__What this task involves__: Figure out how many lines in the records below hold the string "service". That number alone is the answer.

__Source material__:
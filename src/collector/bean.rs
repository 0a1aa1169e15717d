//! Fixed-schema collectors
//!
//! A [`JmxBean`] record type names its query, subsystem and descriptor
//! table; [`BeanCollector`] runs the cycle for any such record.

use std::sync::Arc;

use async_trait::async_trait;
use serde::de::DeserializeOwned;
use tokio::sync::Mutex;
use tokio_util::sync::CancellationToken;
use tracing::{debug, warn};

use super::client::JmxClient;
use super::parser::{decode_bean, CollectResult};
use super::{Collector, HOST_ROLE_LABELS};
use crate::metrics::{MetricDesc, Sample, ScrapeStatus, ValueKind};

/// A bean decoded into a typed record
pub trait JmxBean: DeserializeOwned + Send + Sync + 'static {
    /// Metric subsystem (`hbase_<subsystem>_*`)
    const SUBSYSTEM: &'static str;
    /// Value of the `qry` parameter
    const QUERY: &'static str;

    /// `host` label value
    fn host(&self) -> &str;
    /// `role` label value, before lower-casing
    fn role(&self) -> &str;
    /// Descriptor table, evaluated once at construction
    fn metrics() -> Vec<FieldMetric<Self>>;
}

/// One family of a fixed-schema collector and how to read its value
pub struct FieldMetric<T> {
    pub desc: Arc<MetricDesc>,
    pub kind: ValueKind,
    pub value: fn(&T) -> f64,
}

impl<T: JmxBean> FieldMetric<T> {
    /// Gauge labelled `{host, role}` under `T::SUBSYSTEM`
    pub fn gauge(name: &str, help: &str, value: fn(&T) -> f64) -> Self {
        Self {
            desc: Arc::new(MetricDesc::hbase(T::SUBSYSTEM, name, help, HOST_ROLE_LABELS)),
            kind: ValueKind::Gauge,
            value,
        }
    }
}

/// Collector for a single fixed-schema bean
pub struct BeanCollector<T: JmxBean> {
    client: JmxClient,
    status: ScrapeStatus,
    metrics: Vec<FieldMetric<T>>,
    cycle: Mutex<()>,
}

impl<T: JmxBean> BeanCollector<T> {
    pub fn new(client: JmxClient) -> Self {
        Self {
            client,
            status: ScrapeStatus::new(T::SUBSYSTEM),
            metrics: T::metrics(),
            cycle: Mutex::new(()),
        }
    }

    /// Up indicator and counters of this collector
    pub fn status(&self) -> &ScrapeStatus {
        &self.status
    }

    async fn fetch_and_decode(&self, cancel: &CancellationToken) -> CollectResult<T> {
        let body = self.client.fetch(T::QUERY, cancel).await?;
        Ok(decode_bean(&body)?)
    }

    fn emit(&self, record: &T) -> Vec<Sample> {
        let labels = vec![record.host().to_string(), record.role().to_lowercase()];

        self.metrics
            .iter()
            .map(|metric| Sample {
                desc: Arc::clone(&metric.desc),
                value: (metric.value)(record),
                label_values: labels.clone(),
                kind: metric.kind,
            })
            .collect()
    }
}

#[async_trait]
impl<T: JmxBean> Collector for BeanCollector<T> {
    fn subsystem(&self) -> &'static str {
        T::SUBSYSTEM
    }

    fn describe(&self) -> Vec<Arc<MetricDesc>> {
        let mut descs: Vec<Arc<MetricDesc>> =
            self.metrics.iter().map(|m| Arc::clone(&m.desc)).collect();
        descs.extend(self.status.describe());
        descs
    }

    async fn collect(&self, cancel: &CancellationToken) -> Vec<Sample> {
        let _cycle = self.cycle.lock().await;
        self.status.begin_cycle();

        let mut samples = match self.fetch_and_decode(cancel).await {
            Ok(record) => {
                self.status.mark_up();
                self.emit(&record)
            }
            Err(e) => {
                self.status.mark_down(e.is_parse_failure());
                warn!(
                    subsystem = T::SUBSYSTEM,
                    endpoint = %self.client.endpoint(),
                    status = e.http_status(),
                    error = %e,
                    "Failed to fetch and decode JMX bean"
                );
                vec![]
            }
        };

        debug!(
            subsystem = T::SUBSYSTEM,
            samples = samples.len(),
            up = self.status.is_up(),
            "Scrape cycle complete"
        );

        samples.extend(self.status.samples());
        samples
    }
}
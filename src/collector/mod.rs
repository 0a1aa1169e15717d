//! HBase JMX 메트릭 수집 모듈
//!
//! Each collector polls one fixed JMX query and turns the snapshot into
//! metric samples.
//!
//! # Example
//!
//! ```ignore
//! use hbase_exporter::collector::{Collector, JmxClient, JvmCollector};
//! use tokio_util::sync::CancellationToken;
//!
//! let client = JmxClient::new("http://localhost:60030/jmx", 5000)?;
//! let jvm = JvmCollector::new(client);
//! let samples = jvm.collect(&CancellationToken::new()).await;
//! ```

mod bean;
mod build_info;
mod client;
mod jvm;
mod master;
mod parser;
mod region_key;
mod rs_region;
mod rs_server;

use std::sync::Arc;

use async_trait::async_trait;
use tokio_util::sync::CancellationToken;

use crate::metrics::{MetricDesc, Sample};

pub use bean::{BeanCollector, FieldMetric, JmxBean};
pub use build_info::BuildInfoCollector;
pub use client::JmxClient;
pub use jvm::{JvmCollector, JvmMetrics};
pub use master::{MasterServerCollector, MasterServerMetrics};
pub use parser::{decode_bean, numeric_value, select_bean, Bean, CollectResult};
pub use region_key::{RegionEntry, RegionKey, NAMESPACE_PREFIX};
pub use rs_region::{RegionCollector, REGION_LABELS, REGION_QUERY};
pub use rs_server::{RegionServerCollector, RegionServerMetrics};

/// Label schema of every fixed-schema family
pub const HOST_ROLE_LABELS: &[&str] = &["host", "role"];

/// Two-phase collector contract
///
/// `describe` is static and available before any cycle runs; `collect`
/// performs one fetch/decode/emit cycle. Cycle failures never surface as
/// errors: they are logged and reported through `<subsystem>_up`.
#[async_trait]
pub trait Collector: Send + Sync {
    /// Subsystem name used in metric names and logs
    fn subsystem(&self) -> &'static str;

    /// Every family this collector may emit
    fn describe(&self) -> Vec<Arc<MetricDesc>>;

    /// Run one scrape cycle
    async fn collect(&self, cancel: &CancellationToken) -> Vec<Sample>;
}
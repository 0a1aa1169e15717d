//! Composite per-region attribute names
//!
//! The region-server `sub=Regions` bean flattens namespace, table, region
//! and metric into one attribute name:
//!
//! ```text
//! Namespace_<ns>_table_<table>_region_<region>_metric_<metric>
//! ```
//!
//! Decomposition is left to right on the first occurrence of each
//! separator, so it is only unambiguous when no dimension value contains
//! `_table_`, `_region_` or `_metric_`.

use std::fmt;

use crate::error::MalformedKeyError;

/// Leading token of every composite region attribute
pub const NAMESPACE_PREFIX: &str = "Namespace_";
const TABLE_SEPARATOR: &str = "_table_";
const REGION_SEPARATOR: &str = "_region_";
const METRIC_SEPARATOR: &str = "_metric_";

/// A decomposed region attribute name
#[derive(Debug, Clone, PartialEq, Eq, Hash)]
pub struct RegionKey {
    pub namespace: String,
    pub table: String,
    pub region: String,
    pub metric: String,
}

impl RegionKey {
    /// Whether `attribute` is a candidate composite key at all
    pub fn is_candidate(attribute: &str) -> bool {
        attribute.starts_with(NAMESPACE_PREFIX)
    }

    /// Decompose an attribute name
    ///
    /// # Errors
    /// Returns [`MalformedKeyError`] naming the first separator that is
    /// absent from the remaining substring.
    pub fn parse(attribute: &str) -> Result<Self, MalformedKeyError> {
        let missing = |separator: &'static str| MalformedKeyError {
            key: attribute.to_string(),
            separator,
        };

        let rest = attribute
            .strip_prefix(NAMESPACE_PREFIX)
            .ok_or_else(|| missing(NAMESPACE_PREFIX))?;
        let (namespace, rest) = rest
            .split_once(TABLE_SEPARATOR)
            .ok_or_else(|| missing(TABLE_SEPARATOR))?;
        let (table, rest) = rest
            .split_once(REGION_SEPARATOR)
            .ok_or_else(|| missing(REGION_SEPARATOR))?;
        let (region, metric) = rest
            .split_once(METRIC_SEPARATOR)
            .ok_or_else(|| missing(METRIC_SEPARATOR))?;

        Ok(Self {
            namespace: namespace.to_string(),
            table: table.to_string(),
            region: region.to_string(),
            metric: metric.to_string(),
        })
    }
}

impl fmt::Display for RegionKey {
    fn fmt(&self, f: &mut fmt::Formatter<'_>) -> fmt::Result {
        write!(
            f,
            "{}{}{}{}{}{}{}{}",
            NAMESPACE_PREFIX,
            self.namespace,
            TABLE_SEPARATOR,
            self.table,
            REGION_SEPARATOR,
            self.region,
            METRIC_SEPARATOR,
            self.metric
        )
    }
}

/// A decomposed key with its numeric value, buffered for one cycle
#[derive(Debug, Clone, PartialEq)]
pub struct RegionEntry {
    pub key: RegionKey,
    pub value: f64,
}
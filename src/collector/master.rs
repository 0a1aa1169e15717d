//! Master server metrics (`name=Master,sub=Server`)

use serde::Deserialize;

use super::bean::{BeanCollector, FieldMetric, JmxBean};
use super::parser::lenient_f64;

/// Collector for the active or backup master
pub type MasterServerCollector = BeanCollector<MasterServerMetrics>;

/// `Hadoop:service=HBase,name=Master,sub=Server`
#[derive(Debug, Clone, Default, Deserialize)]
#[serde(default)]
pub struct MasterServerMetrics {
    #[serde(rename = "tag.Hostname")]
    pub host: String,
    #[serde(rename = "tag.Context")]
    pub role: String,
    #[serde(rename = "numRegionServers", deserialize_with = "lenient_f64")]
    pub num_region_servers: f64,
    #[serde(rename = "numDeadRegionServers", deserialize_with = "lenient_f64")]
    pub num_dead_region_servers: f64,
    /// JMX renders this flag as the string "true" or "false"
    #[serde(rename = "tag.isActiveMaster")]
    pub is_active_master: String,
    #[serde(rename = "averageLoad", deserialize_with = "lenient_f64")]
    pub average_load: f64,
}

impl MasterServerMetrics {
    pub fn is_active(&self) -> bool {
        self.is_active_master.eq_ignore_ascii_case("true")
    }
}

impl JmxBean for MasterServerMetrics {
    const SUBSYSTEM: &'static str = "server";
    const QUERY: &'static str = "Hadoop:service=HBase,name=Master,sub=Server";

    fn host(&self) -> &str {
        &self.host
    }

    fn role(&self) -> &str {
        &self.role
    }

    fn metrics() -> Vec<FieldMetric<Self>> {
        let gauge = FieldMetric::<Self>::gauge;
        vec![
            gauge(
                "average_load",
                "Average number of regions per region server.",
                |m| m.average_load,
            ),
            gauge(
                "num_regionservers",
                "Number of live region servers.",
                |m| m.num_region_servers,
            ),
            gauge(
                "num_dead_regionserver",
                "Number of dead region servers.",
                |m| m.num_dead_region_servers,
            ),
            gauge(
                "is_active_master",
                "Whether this master is the active master (1) or a backup (0).",
                |m| if m.is_active() { 1.0 } else { 0.0 },
            ),
        ]
    }
}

__Exercise answer__: 2